**WORK REQUIRED**
Write out every line from the listing below where the string "Func" is found.

□ □ □

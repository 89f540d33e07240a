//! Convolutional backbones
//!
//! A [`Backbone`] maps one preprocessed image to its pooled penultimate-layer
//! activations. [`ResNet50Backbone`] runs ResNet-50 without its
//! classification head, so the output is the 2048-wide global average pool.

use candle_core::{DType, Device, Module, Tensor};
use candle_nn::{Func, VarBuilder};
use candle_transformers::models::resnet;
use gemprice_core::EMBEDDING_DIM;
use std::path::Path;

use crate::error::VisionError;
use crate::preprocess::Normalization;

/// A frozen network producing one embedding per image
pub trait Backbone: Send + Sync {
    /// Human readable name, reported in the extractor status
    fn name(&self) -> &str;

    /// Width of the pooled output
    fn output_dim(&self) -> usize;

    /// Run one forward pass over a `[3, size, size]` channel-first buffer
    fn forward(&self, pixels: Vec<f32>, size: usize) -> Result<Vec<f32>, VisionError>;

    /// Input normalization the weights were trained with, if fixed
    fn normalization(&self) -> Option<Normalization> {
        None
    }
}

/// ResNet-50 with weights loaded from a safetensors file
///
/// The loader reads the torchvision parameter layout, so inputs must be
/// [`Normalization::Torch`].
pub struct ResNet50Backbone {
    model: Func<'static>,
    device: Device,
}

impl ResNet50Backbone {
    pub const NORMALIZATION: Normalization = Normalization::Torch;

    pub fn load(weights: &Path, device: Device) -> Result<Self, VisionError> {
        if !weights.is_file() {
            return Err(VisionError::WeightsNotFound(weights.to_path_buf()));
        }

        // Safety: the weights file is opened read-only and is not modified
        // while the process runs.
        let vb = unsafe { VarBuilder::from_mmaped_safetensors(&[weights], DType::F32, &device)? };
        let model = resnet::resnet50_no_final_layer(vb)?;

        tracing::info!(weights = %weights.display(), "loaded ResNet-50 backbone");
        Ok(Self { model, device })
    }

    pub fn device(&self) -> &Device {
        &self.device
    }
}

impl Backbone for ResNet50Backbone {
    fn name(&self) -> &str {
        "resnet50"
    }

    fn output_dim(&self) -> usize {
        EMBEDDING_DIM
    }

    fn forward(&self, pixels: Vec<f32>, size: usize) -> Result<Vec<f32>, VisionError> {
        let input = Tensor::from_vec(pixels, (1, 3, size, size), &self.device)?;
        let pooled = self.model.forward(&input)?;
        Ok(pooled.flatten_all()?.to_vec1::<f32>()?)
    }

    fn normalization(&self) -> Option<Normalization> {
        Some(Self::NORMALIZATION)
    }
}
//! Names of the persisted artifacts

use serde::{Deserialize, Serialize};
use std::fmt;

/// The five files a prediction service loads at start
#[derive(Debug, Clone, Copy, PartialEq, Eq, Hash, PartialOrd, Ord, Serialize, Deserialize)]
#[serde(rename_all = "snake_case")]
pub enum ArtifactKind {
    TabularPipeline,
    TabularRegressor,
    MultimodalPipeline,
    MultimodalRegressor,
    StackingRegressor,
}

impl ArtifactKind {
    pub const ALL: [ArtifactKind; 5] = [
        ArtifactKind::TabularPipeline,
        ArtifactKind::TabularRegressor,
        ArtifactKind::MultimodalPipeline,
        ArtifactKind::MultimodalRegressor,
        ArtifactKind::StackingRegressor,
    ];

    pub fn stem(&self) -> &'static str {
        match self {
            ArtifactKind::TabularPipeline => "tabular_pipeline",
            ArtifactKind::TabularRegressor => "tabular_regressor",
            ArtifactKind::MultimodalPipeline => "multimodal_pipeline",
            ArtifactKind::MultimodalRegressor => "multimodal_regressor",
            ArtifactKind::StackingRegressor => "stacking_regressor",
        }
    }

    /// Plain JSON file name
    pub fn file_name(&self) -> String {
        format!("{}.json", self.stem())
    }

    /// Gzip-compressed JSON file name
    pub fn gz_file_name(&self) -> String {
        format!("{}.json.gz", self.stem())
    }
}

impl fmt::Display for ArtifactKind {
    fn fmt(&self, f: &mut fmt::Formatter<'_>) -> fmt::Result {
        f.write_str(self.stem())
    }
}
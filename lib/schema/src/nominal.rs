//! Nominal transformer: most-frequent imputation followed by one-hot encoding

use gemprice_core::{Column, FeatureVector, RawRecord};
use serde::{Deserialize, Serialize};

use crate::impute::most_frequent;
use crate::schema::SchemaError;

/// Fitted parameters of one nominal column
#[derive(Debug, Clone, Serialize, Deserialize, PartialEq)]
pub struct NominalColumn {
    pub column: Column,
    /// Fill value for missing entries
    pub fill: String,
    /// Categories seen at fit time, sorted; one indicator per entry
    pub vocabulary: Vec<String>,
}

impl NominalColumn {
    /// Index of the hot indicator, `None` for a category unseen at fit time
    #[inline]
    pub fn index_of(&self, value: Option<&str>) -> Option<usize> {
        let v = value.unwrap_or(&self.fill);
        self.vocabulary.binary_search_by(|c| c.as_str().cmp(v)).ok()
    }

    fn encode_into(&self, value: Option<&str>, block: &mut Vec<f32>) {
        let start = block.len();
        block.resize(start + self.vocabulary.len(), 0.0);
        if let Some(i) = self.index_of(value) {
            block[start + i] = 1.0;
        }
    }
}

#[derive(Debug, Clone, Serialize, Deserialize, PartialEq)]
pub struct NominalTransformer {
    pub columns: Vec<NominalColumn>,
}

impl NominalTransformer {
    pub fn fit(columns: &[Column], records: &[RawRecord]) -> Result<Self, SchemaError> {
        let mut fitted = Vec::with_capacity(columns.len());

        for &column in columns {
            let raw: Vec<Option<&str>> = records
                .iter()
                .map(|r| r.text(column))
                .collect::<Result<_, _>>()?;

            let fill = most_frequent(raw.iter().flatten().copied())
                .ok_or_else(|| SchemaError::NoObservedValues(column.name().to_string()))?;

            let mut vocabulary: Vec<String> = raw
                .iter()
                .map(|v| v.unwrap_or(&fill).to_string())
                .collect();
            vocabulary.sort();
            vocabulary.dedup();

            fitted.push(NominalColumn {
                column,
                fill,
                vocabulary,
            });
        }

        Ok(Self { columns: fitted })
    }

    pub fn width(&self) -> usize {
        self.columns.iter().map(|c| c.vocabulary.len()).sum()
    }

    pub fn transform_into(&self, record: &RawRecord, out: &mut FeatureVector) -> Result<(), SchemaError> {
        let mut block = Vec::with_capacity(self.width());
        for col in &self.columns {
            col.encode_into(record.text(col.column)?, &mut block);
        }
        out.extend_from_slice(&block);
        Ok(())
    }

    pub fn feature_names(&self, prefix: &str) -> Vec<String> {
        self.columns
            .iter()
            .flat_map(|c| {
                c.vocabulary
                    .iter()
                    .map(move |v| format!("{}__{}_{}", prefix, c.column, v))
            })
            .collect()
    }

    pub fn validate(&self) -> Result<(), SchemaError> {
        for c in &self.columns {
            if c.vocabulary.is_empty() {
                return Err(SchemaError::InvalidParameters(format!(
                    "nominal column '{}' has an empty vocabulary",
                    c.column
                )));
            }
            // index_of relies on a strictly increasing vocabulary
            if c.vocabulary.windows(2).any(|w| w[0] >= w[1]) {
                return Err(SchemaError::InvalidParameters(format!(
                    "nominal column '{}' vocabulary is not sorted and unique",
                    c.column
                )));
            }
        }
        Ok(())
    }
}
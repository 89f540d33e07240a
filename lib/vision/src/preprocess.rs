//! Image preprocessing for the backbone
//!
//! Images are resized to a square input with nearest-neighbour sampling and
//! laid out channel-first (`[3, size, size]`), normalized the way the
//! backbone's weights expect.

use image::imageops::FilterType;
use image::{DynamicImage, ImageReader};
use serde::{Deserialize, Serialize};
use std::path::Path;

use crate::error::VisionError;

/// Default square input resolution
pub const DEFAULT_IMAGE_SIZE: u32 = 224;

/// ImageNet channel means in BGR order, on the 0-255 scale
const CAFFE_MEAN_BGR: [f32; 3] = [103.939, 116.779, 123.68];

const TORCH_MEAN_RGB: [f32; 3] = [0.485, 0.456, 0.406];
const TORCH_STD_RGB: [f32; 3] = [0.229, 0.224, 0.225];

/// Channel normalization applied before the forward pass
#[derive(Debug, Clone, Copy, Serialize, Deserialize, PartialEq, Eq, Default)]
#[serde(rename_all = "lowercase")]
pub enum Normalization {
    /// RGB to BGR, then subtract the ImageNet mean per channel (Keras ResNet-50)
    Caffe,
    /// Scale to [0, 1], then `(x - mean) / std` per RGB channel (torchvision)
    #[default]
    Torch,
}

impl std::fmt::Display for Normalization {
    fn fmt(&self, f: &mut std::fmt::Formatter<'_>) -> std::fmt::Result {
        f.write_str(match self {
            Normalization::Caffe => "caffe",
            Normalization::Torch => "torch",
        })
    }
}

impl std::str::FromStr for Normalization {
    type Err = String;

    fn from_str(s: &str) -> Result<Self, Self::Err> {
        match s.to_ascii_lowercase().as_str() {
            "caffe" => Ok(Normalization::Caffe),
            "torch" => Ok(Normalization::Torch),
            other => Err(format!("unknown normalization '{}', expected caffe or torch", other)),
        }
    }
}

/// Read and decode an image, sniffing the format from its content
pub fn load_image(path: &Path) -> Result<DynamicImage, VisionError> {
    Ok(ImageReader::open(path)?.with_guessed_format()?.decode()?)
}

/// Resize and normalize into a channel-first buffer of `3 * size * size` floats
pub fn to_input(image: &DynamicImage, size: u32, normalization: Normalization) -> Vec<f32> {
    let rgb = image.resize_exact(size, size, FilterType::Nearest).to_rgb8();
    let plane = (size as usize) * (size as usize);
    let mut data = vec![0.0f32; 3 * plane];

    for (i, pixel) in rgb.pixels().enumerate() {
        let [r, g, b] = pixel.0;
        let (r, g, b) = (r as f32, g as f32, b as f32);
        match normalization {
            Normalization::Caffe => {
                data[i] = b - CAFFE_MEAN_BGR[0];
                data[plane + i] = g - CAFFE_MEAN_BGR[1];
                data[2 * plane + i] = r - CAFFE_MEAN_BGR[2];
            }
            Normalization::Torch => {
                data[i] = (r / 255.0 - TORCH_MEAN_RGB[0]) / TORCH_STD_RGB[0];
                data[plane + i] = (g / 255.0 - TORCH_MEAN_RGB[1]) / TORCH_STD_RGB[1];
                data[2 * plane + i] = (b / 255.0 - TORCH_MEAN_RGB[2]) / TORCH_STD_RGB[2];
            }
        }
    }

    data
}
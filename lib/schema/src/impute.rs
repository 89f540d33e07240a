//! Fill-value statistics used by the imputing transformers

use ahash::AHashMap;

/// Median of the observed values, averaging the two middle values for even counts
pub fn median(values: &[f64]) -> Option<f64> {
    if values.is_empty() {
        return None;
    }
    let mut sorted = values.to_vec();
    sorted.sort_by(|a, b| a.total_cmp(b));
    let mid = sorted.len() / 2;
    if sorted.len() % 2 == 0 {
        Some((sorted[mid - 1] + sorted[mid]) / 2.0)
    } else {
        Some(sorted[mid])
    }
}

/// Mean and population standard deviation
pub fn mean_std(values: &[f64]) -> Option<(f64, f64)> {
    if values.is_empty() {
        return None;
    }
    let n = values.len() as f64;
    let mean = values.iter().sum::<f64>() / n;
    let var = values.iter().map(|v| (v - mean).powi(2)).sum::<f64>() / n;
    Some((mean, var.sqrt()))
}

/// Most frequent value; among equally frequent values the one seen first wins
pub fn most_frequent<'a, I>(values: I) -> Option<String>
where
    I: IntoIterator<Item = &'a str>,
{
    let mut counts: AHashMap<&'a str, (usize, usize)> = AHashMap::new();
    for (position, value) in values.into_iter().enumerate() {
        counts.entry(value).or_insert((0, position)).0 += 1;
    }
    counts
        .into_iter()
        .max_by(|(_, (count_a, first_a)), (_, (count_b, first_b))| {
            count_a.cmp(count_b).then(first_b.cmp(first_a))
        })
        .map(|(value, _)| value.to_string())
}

□ □ □

**ANSWER FOR THIS EXERCISE**
use candle_nn::{Func, VarBuilder};
    model: Func<'static>,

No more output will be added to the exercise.